By Marshall Dorsett, OD August 19, 2020

Patients rely on our expertise to provide the very best recommendations for their eye care needs, so it’s critical that we stay on top of the developments and advancements in our field, keep our staff educated, and pass information on to our patients. That’s why when our 22 practices closed to non-essential care during COVID-19, we used the downtime to ramp up on product knowledge.

About a year ago, we introduced lens menus for the different vision plans to help guide patients through our product offerings. It was a great concept—patients could see all the different options within each lens category and, with our guidance, decide which features were important to them and best for their lifestyle.  Later, when we looked at the product utilization across the practices, we noticed some trends within the categories. For example, in some locations, sales of a certain product were significantly higher than in others—it became clear that staff familiarity with the product led them to recommend it more, and unfamiliarity to recommend it less. We recognized a need to educate our staff on the features and benefits of all of the products available, so our patients would be presented with more choice.  

The COVID-19 downtime provided an excellent opportunity to engage our staff in formulary training. For help, we called on our lens representatives, who conducted training on their products via ZOOM calls. They offered recommendations about which products they like the best and provided comparisons between products and brands, which is very helpful when you’re guiding a patient who may need to switch brands but wants to maintain the same experience.

VSP recently announced changes to its product formulary. These changes won’t impact my practice, as we have always used and been happy with the preferred products in the VSP formulary. For those practices considering making adjustments to align with the formulary changes, I recommend engaging your lens representatives. Get their opinions about the different products; then, talk to your staff to see if they agree.
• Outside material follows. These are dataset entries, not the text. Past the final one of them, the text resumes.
// ============================================================================
// Merging
// ============================================================================

/// Fold rendered modules, in resolved order, into one file map and manifest.
pub fn merge(rendered: impl IntoIterator<Item = RenderedModule>) -> Result<Instantiation, DomainError> {
    let mut merger = Merger::default();
    for module in rendered {
        merger.add(module)?;
    }
    Ok(merger.finish())
}

/// Render and merge a resolved set in one go.
pub fn instantiate(
    set: &ResolvedModuleSet,
    project_name: &str,
    bindings: &BTreeMap<String, String>,
) -> Result<Instantiation, DomainError> {
    let project = project_context(project_name, set.target());
    let rendered = set
        .iter()
        .map(|m| render_module(m, &project, bindings))
        .collect::<Result<Vec<_>, _>>()?;
    merge(rendered)
}

pub fn project_context(project_name: &str, target: Target) -> RenderContext {
    RenderContext::for_project(project_name, &target)
}

#[derive(Default)]
struct Merger {
    files: FileMap,
    manifest: Manifest,
    warnings: Vec<Warning>,
    /// Last module to write each path.
    owners: BTreeMap<RelativePath, String>,
    /// Module that set each scalar inside structured documents, keyed by
    /// path then dotted key.
    value_owners: BTreeMap<RelativePath, BTreeMap<String, String>>,
}

impl Merger {
    fn add(&mut self, rendered: RenderedModule) -> Result<(), DomainError> {
        let module = rendered.module.id.to_string();

        for file in rendered.files {
            self.add_file(&module, file)?;
        }

        for (dependency, range) in rendered.manifest {
            self.add_manifest(&module, dependency, range)?;
        }
        Ok(())
    }

    fn add_file(&mut self, module: &str, file: RenderedFile) -> Result<(), DomainError> {
        if !self.files.contains(&file.path) {
            self.owners.insert(file.path.clone(), module.to_string());
            self.files.insert(file.path, file.content);
            return Ok(());
        }

        let previous = self
            .owners
            .get(&file.path)
            .cloned()
            .unwrap_or_default();
        let format = file.path.format();
        let Some(existing) = self.files.get_mut(&file.path) else {
            return Ok(());
        };

        match file.strategy {
            MergeStrategy::Override => {
                *existing = file.content;
                self.warnings.push(Warning::FileOverridden {
                    path: file.path.to_string(),
                    previous,
                    module: module.to_string(),
                });
            }
            MergeStrategy::StructuredMerge if format.is_structured() => {
                let mut base = parse_document(existing, format).map_err(|reason| {
                    DomainError::MalformedDocument {
                        module: previous.clone(),
                        path: file.path.to_string(),
                        document: format.as_str(),
                        reason,
                    }
                })?;
                let incoming = parse_document(&file.content, format).map_err(|reason| {
                    DomainError::MalformedDocument {
                        module: module.to_string(),
                        path: file.path.to_string(),
                        document: format.as_str(),
                        reason,
                    }
                })?;

                let owners = self.value_owners.entry(file.path.clone()).or_default();
                let mut doc = DocMerge {
                    path: &file.path,
                    module,
                    file_owner: &previous,
                    owners,
                    warnings: &mut self.warnings,
                };
                doc.merge_value(&mut base, incoming, &mut Vec::new())?;

                *existing = write_document(&base, format).map_err(|reason| {
                    DomainError::MalformedDocument {
                        module: module.to_string(),
                        path: file.path.to_string(),
                        document: format.as_str(),
                        reason,
                    }
                })?;
            }
            // Structured merge of a format without a parser degrades to append.
            MergeStrategy::Append | MergeStrategy::StructuredMerge => {
                append_section(existing, module, format, &file.content);
            }
        }

        self.owners.insert(file.path, module.to_string());
        Ok(())
    }

    fn add_manifest(
        &mut self,
        module: &str,
        dependency: String,
        range: VersionRange,
    ) -> Result<(), DomainError> {
        match self.manifest.entry_mut(&dependency) {
            Some(entry) => {
                let merged = entry.range.intersect(&range).ok_or_else(|| {
                    DomainError::DependencyVersionConflict {
                        dependency: dependency.clone(),
                        first_module: entry.contributors.join(", "),
                        first_range: entry.range.to_string(),
                        second_module: module.to_string(),
                        second_range: range.to_string(),
                    }
                })?;
                entry.range = merged;
                entry.contributors.push(module.to_string());
            }
            None => self.manifest.insert(
                dependency,
                ManifestEntry {
                    range,
                    contributors: vec![module.to_string()],
                },
            ),
        }
        Ok(())
    }

    fn finish(self) -> Instantiation {
        Instantiation {
            files: self.files,
            manifest: self.manifest,
            warnings: self.warnings,
        }
    }
}
//! Filesystem adapters.

mod local;
mod memory;

pub use local::LocalFilesystem;
pub use memory::MemoryFilesystem;
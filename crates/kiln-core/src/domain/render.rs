//! Placeholder substitution for file contributions.
//!
//! File contributions are opaque text. The only thing the engine understands
//! inside them is `{{NAME}}`, where `NAME` is an identifier
//! (`[A-Za-z_][A-Za-z0-9_]*`, surrounding spaces allowed). Anything else
//! between double braces is copied through verbatim, so payloads that use
//! their own brace syntax (JSX, Go templates, Handlebars) survive.
//!
//! Substituted values are escaped for the structural format of the file they
//! land in, which guarantees that a value containing quotes or backslashes can
//! never break a JSON, TOML, YAML or `.env` document. Templates are expected
//! to place string placeholders inside double quotes.
//!
//! # Built-in variables
//!
//! | Variable | Example | Source |
//! |----------|---------|--------|
//! | `PROJECT_NAME` | "My Awesome App" | request |
//! | `PROJECT_NAME_SNAKE` | "my_awesome_app" | computed |
//! | `PROJECT_NAME_KEBAB` | "my-awesome-app" | computed |
//! | `PROJECT_NAME_PASCAL` | "MyAwesomeApp" | computed |
//! | `FRAMEWORK` | "web-app" | request target |
//! | `ARCHETYPE` | "business" | request target |
//! | `MODULE_ID` | "auth-jwt" | module being rendered |
//! | `MODULE_VERSION` | "1.0.0" | module being rendered |
//!
//! There are deliberately no clock-derived variables: output must be a pure
//! function of the request.

use std::collections::BTreeMap;

use crate::domain::entities::common::FileFormat;
use crate::domain::entities::target::Target;

/// Longest accepted variable name.
pub const MAX_VARIABLE_LEN: usize = 128;

/// Whether `s` is a valid placeholder / variable name.
pub fn is_variable_name(s: &str) -> bool {
    let mut chars = s.chars();
    let Some(first) = chars.next() else {
        return false;
    };
    s.len() <= MAX_VARIABLE_LEN
        && (first.is_ascii_alphabetic() || first == '_')
        && chars.all(|c| c.is_ascii_alphanumeric() || c == '_')
}

/// A placeholder with no value in the render context.
#[derive(Debug, Clone, PartialEq, Eq)]
pub struct Unbound(pub String);

/// Variables available while rendering one module.
///
/// Backed by a `BTreeMap` so debug output and iteration are stable.
#[derive(Debug, Clone, Default, PartialEq, Eq)]
pub struct RenderContext {
    variables: BTreeMap<String, String>,
}

impl RenderContext {
    /// Context holding the project-level built-ins.
    pub fn for_project(project_name: &str, target: &Target) -> Self {
        let mut vars = BTreeMap::new();
        vars.insert("PROJECT_NAME".to_string(), project_name.to_string());
        vars.insert("PROJECT_NAME_SNAKE".to_string(), to_snake_case(project_name));
        vars.insert("PROJECT_NAME_KEBAB".to_string(), to_kebab_case(project_name));
        vars.insert("PROJECT_NAME_PASCAL".to_string(), to_pascal_case(project_name));
        vars.insert("FRAMEWORK".to_string(), target.framework().to_string());
        vars.insert("ARCHETYPE".to_string(), target.archetype().to_string());
        Self { variables: vars }
    }

    pub fn with_variable(mut self, key: impl Into<String>, value: impl Into<String>) -> Self {
        self.variables.insert(key.into(), value.into());
        self
    }

    /// Overlay a layer of variables; later layers win.
    pub fn layer<I, K, V>(mut self, vars: I) -> Self
    where
        I: IntoIterator<Item = (K, V)>,
        K: Into<String>,
        V: Into<String>,
    {
        self.variables
            .extend(vars.into_iter().map(|(k, v)| (k.into(), v.into())));
        self
    }

    pub fn get(&self, key: &str) -> Option<&str> {
        self.variables.get(key).map(String::as_str)
    }

    pub fn len(&self) -> usize {
        self.variables.len()
    }

    pub fn is_empty(&self) -> bool {
        self.variables.is_empty()
    }

    /// Render `template`, escaping every substituted value for `format`.
    ///
    /// # Errors
    ///
    /// The first placeholder without a binding.
    pub fn render(&self, template: &str, format: FileFormat) -> Result<String, Unbound> {
        let mut out = String::with_capacity(template.len());
        let mut rest = template;

        while let Some(start) = rest.find("{{") {
            out.push_str(&rest[..start]);
            let after_open = &rest[start + 2..];

            let Some(end) = after_open.find("}}") else {
                out.push_str(&rest[start..]);
                return Ok(out);
            };

            let name = after_open[..end].trim();
            if is_variable_name(name) {
                let value = self.get(name).ok_or_else(|| Unbound(name.to_string()))?;
                out.push_str(&escape(value, format));
                rest = &after_open[end + 2..];
            } else {
                // Not a placeholder: keep one brace and rescan from the next,
                // so `{{{NAME}}}` still substitutes the inner name.
                out.push('{');
                rest = &rest[start + 1..];
            }
        }

        out.push_str(rest);
        Ok(out)
    }
}

/// Names of every placeholder in `template`, in order of first appearance.
pub fn placeholders(template: &str) -> Vec<String> {
    let mut names: Vec<String> = Vec::new();
    let mut rest = template;
    while let Some(start) = rest.find("{{") {
        let after_open = &rest[start + 2..];
        let Some(end) = after_open.find("}}") else {
            break;
        };
        let name = after_open[..end].trim();
        if is_variable_name(name) {
            if !names.iter().any(|n| n == name) {
                names.push(name.to_string());
            }
            rest = &after_open[end + 2..];
        } else {
            rest = &rest[start + 1..];
        }
    }
    names
}

// ============================================================================
// Escaping
// ============================================================================

/// Escape `value` so it can sit inside a double-quoted string of `format`.
pub fn escape(value: &str, format: FileFormat) -> String {
    match format {
        // YAML double-quoted scalars and JS/TS string literals accept JSON
        // escapes. In a `//` comment the escaped value stays on one line.
        FileFormat::Json | FileFormat::Yaml | FileFormat::SlashComment => escape_json(value),
        FileFormat::Toml => escape_toml(value),
        FileFormat::Env => escape_env(value),
        FileFormat::HashComment | FileFormat::Text => value.to_string(),
    }
}

fn escape_json(value: &str) -> String {
    // Serializing a &str cannot fail.
    let quoted = serde_json::to_string(value).unwrap_or_default();
    quoted
        .strip_prefix('"')
        .and_then(|s| s.strip_suffix('"'))
        .unwrap_or(&quoted)
        .to_string()
}

fn escape_toml(value: &str) -> String {
    let mut out = String::with_capacity(value.len());
    for c in value.chars() {
        match c {
            '"' => out.push_str("\\\""),
            '\\' => out.push_str("\\\\"),
            '\n' => out.push_str("\\n"),
            '\r' => out.push_str("\\r"),
            '\t' => out.push_str("\\t"),
            c if c.is_control() => out.push_str(&format!("\\u{:04X}", c as u32)),
            c => out.push(c),
        }
    }
    out
}

fn escape_env(value: &str) -> String {
    let mut out = String::with_capacity(value.len());
    for c in value.chars() {
        match c {
            '"' => out.push_str("\\\""),
            '\\' => out.push_str("\\\\"),
            '\n' => out.push_str("\\n"),
            '\r' => out.push_str("\\r"),
            c => out.push(c),
        }
    }
    out
}

// ============================================================================
// String Case Conversion Helpers
// ============================================================================

/// `"MyApp"` → `"my_app"`, `"XMLHttpRequest"` → `"xml_http_request"`.
pub fn to_snake_case(s: &str) -> String {
    split_words(s).join("_")
}

/// Same as [`to_snake_case`] but joined with `-`.
pub fn to_kebab_case(s: &str) -> String {
    split_words(s).join("-")
}

/// `"my-app"` → `"MyApp"`, `"HTTPRequest"` → `"HttpRequest"`.
pub fn to_pascal_case(s: &str) -> String {
    split_words(s)
        .into_iter()
        .map(|w| {
            let mut chars = w.chars();
            match chars.next() {
                Some(first) => {
                    let mut out = String::new();
                    out.extend(first.to_uppercase());
                    out.push_str(chars.as_str());
                    out
                }
                None => String::new(),
            }
        })
        .collect()
}

/// Split on separators (`_`, `-`, `.`, whitespace), camelCase transitions and
/// acronym boundaries (`HTTPServer` → `http` + `server`).
fn split_words(input: &str) -> Vec<String> {
    let mut words = Vec::new();
    let mut current = String::new();
    let mut chars = input.chars().peekable();

    while let Some(c) = chars.next() {
        if c == '_' || c == '-' || c == '.' || c.is_whitespace() {
            if !current.is_empty() {
                words.push(current.to_lowercase());
                current.clear();
            }
            continue;
        }

        if let Some(next) = chars.peek() {
            if c.is_lowercase() && next.is_uppercase() {
                current.push(c);
                words.push(current.to_lowercase());
                current.clear();
                continue;
            }

            if c.is_uppercase()
                && next.is_uppercase()
                && chars.clone().nth(1).is_some_and(|n| n.is_lowercase())
            {
                current.push(c);
                words.push(current.to_lowercase());
                current.clear();
                continue;
            }
        }

        current.push(c);
    }

    if !current.is_empty() {
        words.push(current.to_lowercase());
    }

    words
}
Those “on the front lines,” the opticians interacting directly with patients and hearing their feedback, have invaluable input to share about the products you’re dispensing. Get samples from your reps and try them out yourself; encourage your staff to do the same. Train the staff regularly, and then follow up—no one remembers everything the first time.

Once you have decided on the products you’d like to offer to patients, the lens menus are helpful to communicate your offerings. The VSP formulary includes virtually every lens product on the market, so it can be overwhelming to patients to navigate all of their choices. It is our job to guide them through that process. As I see it, the more informed we are about the options available, the more confidence patients will have in our care and the more effective that care will be.

Dr. Dorsett is a partner at Vision Care Associates in South Dakota and Minnesota and a VSP Ambassador.